CU senior forward Andy Osborn realized Roby viewed the game differently when several teammates were watching an NBA game together.

“He looks at games not from a fan’s perspective but from a coach’s perspective,” Osborn said. “When we’re all watching games on TV, you can see Rich is critiquing what’s going on. He’s not enjoying the game like a fan would. He’s not looking at it for the excitement. He wants to know what’s going on.

“That’s probably why he came in and right away looked so polished.”

Roby learns by studying the moves of college and pro players, something he has done for as long as he can remember.

“You can never become a complete player because there’s always something you can get better at,” he said. “That’s the great thing about basketball. You can always learn, especially from watching good players.”

Asked for examples, Roby said he had been paying close attention to Kobe Bryant’s explosive first step, Richard Hamilton’s movement off screens, Dwyane Wade’s ability to break down defenders and Martin’s footwork on defense. The trick, obviously, is to adapt those skills to his own game. CU players say they have never seen anybody do that more effectively than Roby, who keeps adding to his arsenal.

“From the day he got here, what really impressed me was his ability to take in everything he sees and carry that over to games,” Osborn said. “He acts like something he just learned isn’t anything different.”

Roby is the first to admit that his defense needs work. And he’s still learning where and when to move without the ball.

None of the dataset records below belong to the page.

use super::handler::parse_update;
use super::*;
use crate::channels::traits::Channel;
use crate::identity::ChatId;
use serde_json::json;
use std::time::Duration;
use wiremock::matchers::{body_json, body_partial_json, method, path};
use wiremock::{Mock, MockServer, ResponseTemplate};

fn channel(server: &MockServer) -> TelegramChannel {
    TelegramChannel::new("123:ABC".into()).with_api_base(server.uri())
}

#[test]
fn telegram_channel_name() {
    let ch = TelegramChannel::new("fake-token".into());
    assert_eq!(ch.name(), "telegram");
    assert_eq!(ch.max_message_length(), 4096);
}

#[test]
fn telegram_api_url() {
    let ch = TelegramChannel::new("123:ABC".into());
    assert_eq!(
        ch.api_url("getMe"),
        "https://api.telegram.org/bot123:ABC/getMe"
    );
}

#[test]
fn parse_update_extracts_chat_text_and_message_id() {
    let update = json!({
        "update_id": 10,
        "message": {
            "message_id": 55,
            "date": 1_700_000_000,
            "chat": {"id": -100_200, "type": "group"},
            "from": {"id": 7, "username": "alice"},
            "text": "/start hunter2"
        }
    });

    let msg = parse_update(&update).unwrap();
    assert_eq!(msg.chat, ChatId(-100_200));
    assert_eq!(msg.content, "/start hunter2");
    assert_eq!(msg.message_id.as_deref(), Some("55"));
    assert_eq!(msg.timestamp, 1_700_000_000);
    assert_eq!(msg.channel, "telegram");
}

#[test]
fn parse_update_skips_non_text_messages() {
    let sticker = json!({"update_id": 1, "message": {"chat": {"id": 1}, "sticker": {}}});
    let edited = json!({"update_id": 2, "edited_message": {"chat": {"id": 1}, "text": "x"}});
    assert!(parse_update(&sticker).is_none());
    assert!(parse_update(&edited).is_none());
}

#[tokio::test]
async fn send_posts_plain_text_message() {
    let server = MockServer::start().await;
    Mock::given(method("POST"))
        .and(path("/bot123:ABC/sendMessage"))
        .and(body_partial_json(json!({"chat_id": "42", "text": "hello"})))
        .respond_with(ResponseTemplate::new(200).set_body_json(json!({"ok": true})))
        .expect(1)
        .mount(&server)
        .await;

    channel(&server).send("hello", "42").await.unwrap();
}

#[tokio::test]
async fn send_failure_includes_status_and_body() {
    let server = MockServer::start().await;
    Mock::given(method("POST"))
        .respond_with(ResponseTemplate::new(403).set_body_string("bot was blocked by the user"))
        .mount(&server)
        .await;

    let err = channel(&server).send("hello", "42").await.unwrap_err();
    let text = err.to_string();
    assert!(text.contains("403"));
    assert!(text.contains("blocked"));
}

#[tokio::test]
async fn send_chunked_splits_long_messages() {
    let server = MockServer::start().await;
    Mock::given(method("POST"))
        .and(path("/bot123:ABC/sendMessage"))
        .respond_with(ResponseTemplate::new(200).set_body_json(json!({"ok": true})))
        .expect(2)
        .mount(&server)
        .await;

    let long = "x".repeat(5000);
    channel(&server).send_chunked(&long, "42").await.unwrap();
}

#[tokio::test]
async fn delete_message_sends_numeric_id() {
    let server = MockServer::start().await;
    Mock::given(method("POST"))
        .and(path("/bot123:ABC/deleteMessage"))
        .and(body_json(json!({"chat_id": "42", "message_id": 55})))
        .respond_with(ResponseTemplate::new(200).set_body_json(json!({"ok": true, "result": true})))
        .expect(1)
        .mount(&server)
        .await;

    channel(&server).delete_message("42", "55").await.unwrap();
}

#[tokio::test]
async fn health_check_uses_get_me() {
    let server = MockServer::start().await;
    Mock::given(method("GET"))
        .and(path("/bot123:ABC/getMe"))
        .respond_with(ResponseTemplate::new(200).set_body_json(json!({"ok": true})))
        .mount(&server)
        .await;

    assert!(channel(&server).health_check().await);

    let unreachable = TelegramChannel::new("t".into()).with_api_base("http://127.0.0.1:9");
    assert!(!unreachable.health_check().await);
}

#[tokio::test]
async fn listen_delivers_updates_and_advances_offset() {
    let server = MockServer::start().await;
    Mock::given(method("POST"))
        .and(path("/bot123:ABC/getUpdates"))
        .and(body_partial_json(json!({"offset": 0})))
        .respond_with(ResponseTemplate::new(200).set_body_json(json!({
            "ok": true,
            "result": [{
                "update_id": 500,
                "message": {"message_id": 1, "chat": {"id": 9}, "text": "/help"}
            }]
        })))
        .mount(&server)
        .await;
    Mock::given(method("POST"))
        .and(path("/bot123:ABC/getUpdates"))
        .and(body_partial_json(json!({"offset": 501})))
        .respond_with(
            ResponseTemplate::new(200)
                .set_body_json(json!({"ok": true, "result": []}))
                .set_delay(Duration::from_millis(200)),
        )
        .mount(&server)
        .await;

    let (tx, mut rx) = tokio::sync::mpsc::channel(4);
    let ch = channel(&server);
    let listener = tokio::spawn(async move { ch.listen(tx).await });

    let msg = tokio::time::timeout(Duration::from_secs(5), rx.recv())
        .await
        .unwrap()
        .unwrap();
    assert_eq!(msg.chat, ChatId(9));
    assert_eq!(msg.content, "/help");

    tokio::time::sleep(Duration::from_millis(100)).await;
    listener.abort();

    let offsets: Vec<serde_json::Value> = server
        .received_requests()
        .await
        .unwrap()
        .iter()
        .filter_map(|r| serde_json::from_slice::<serde_json::Value>(&r.body).ok())
        .filter_map(|body| body.get("offset").cloned())
        .collect();
    assert!(offsets.contains(&json!(501)));
}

But already, Big 12 coaches and players rank Roby among the league’s top talents.

“Richard Roby can play for anybody in America; I really like him,” Kansas coach Bill Self said.

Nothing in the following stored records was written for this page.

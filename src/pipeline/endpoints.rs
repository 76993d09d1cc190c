use crate::config::{Setting, SettingsResolver};
use serde::Serialize;
use std::fmt;

/// Which of a webhook's two addresses was used.
#[derive(Debug, Clone, Copy, PartialEq, Eq, Serialize)]
#[serde(rename_all = "lowercase")]
pub enum Mode {
    Test,
    Prod,
}

impl fmt::Display for Mode {
    fn fmt(&self, f: &mut fmt::Formatter<'_>) -> fmt::Result {
        f.write_str(match self {
            Self::Test => "test",
            Self::Prod => "prod",
        })
    }
}

/// Remote pipeline operations reachable through a webhook.
#[derive(Debug, Clone, Copy, PartialEq, Eq)]
pub enum TriggerOperation {
    Start,
    Enqueue,
    Autorun,
}

const SECTION: &str = "n8n";

pub const AUTH: Setting = Setting::with_env(SECTION, "auth", "N8N_AUTH");

impl TriggerOperation {
    pub const ALL: [Self; 3] = [Self::Start, Self::Enqueue, Self::Autorun];

    pub fn as_str(self) -> &'static str {
        match self {
            Self::Start => "start",
            Self::Enqueue => "enqueue",
            Self::Autorun => "autorun",
        }
    }

    pub fn prod_setting(self) -> Setting {
        match self {
            Self::Start => Setting::with_env(SECTION, "webhook_start", "N8N_START_URL"),
            Self::Enqueue => Setting::with_env(SECTION, "webhook_enqueue", "N8N_ENQUEUE_URL"),
            Self::Autorun => Setting::with_env(SECTION, "webhook_autorun", "N8N_AUTORUN_URL"),
        }
    }

    pub fn test_setting(self) -> Setting {
        match self {
            Self::Start => Setting::with_env(SECTION, "webhook_start_test", "N8N_START_TEST_URL"),
            Self::Enqueue => {
                Setting::with_env(SECTION, "webhook_enqueue_test", "N8N_ENQUEUE_TEST_URL")
            }
            Self::Autorun => {
                Setting::with_env(SECTION, "webhook_autorun_test", "N8N_AUTORUN_TEST_URL")
            }
        }
    }
}

/// Production and test addresses configured for one operation.
#[derive(Debug, Clone, Default, PartialEq, Eq)]
pub struct EndpointPair {
    pub prod: Option<String>,
    pub test: Option<String>,
}

impl EndpointPair {
    pub fn resolve(resolver: &SettingsResolver<'_>, op: TriggerOperation) -> Self {
        Self {
            prod: resolver.value(op.prod_setting()),
            test: resolver.value(op.test_setting()),
        }
    }

    pub fn is_configured(&self) -> bool {
        self.prod.is_some() || self.test.is_some()
    }

    /// Address for a real trigger: production first.
    pub fn for_trigger(&self) -> Option<(&str, Mode)> {
        self.prod
            .as_deref()
            .map(|url| (url, Mode::Prod))
            .or_else(|| self.test.as_deref().map(|url| (url, Mode::Test)))
    }

    /// Address for a reachability probe: test first.
    pub fn for_probe(&self) -> Option<(&str, Mode)> {
        self.test
            .as_deref()
            .map(|url| (url, Mode::Test))
            .or_else(|| self.prod.as_deref().map(|url| (url, Mode::Prod)))
    }
}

“He’s an NBA player,” Texas A&M coach Billy Gillispie added. “He’s a shooter that can score. Sometimes those aren’t one and the same.”

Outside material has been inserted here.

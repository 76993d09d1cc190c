//! Third-party APIs reached with service credentials.

pub mod google;
pub mod sheets;

pub use sheets::{DescriptionNote, NoteSink, SheetsClient, SheetsNoteSink};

Roby’s effort and enthusiasm caught the eye of Oklahoma State guard JamesOn Curry, a fellow sophomore. Roby averaged 17.5 points in two games against the highly ranked Cowboys.

“He was relentless, did everything for his team and showed a whole lot of heart,” Curry recalled. “One thing you can say about Kenyon Martin and Richard Roby is that they both play hard. Maybe it’s hereditary, I don’t know. But it’s there.”

Roby understands a coach’s role. Graham said he can take “a chewing out” and not crawl into a shell. That’s because he’s looking far down the line at making himself the best possible player.

“Richard never brags, never talks about what he did in high school or in the last game,” Graham said.

For Richard Roby, it’s all about looking two steps ahead.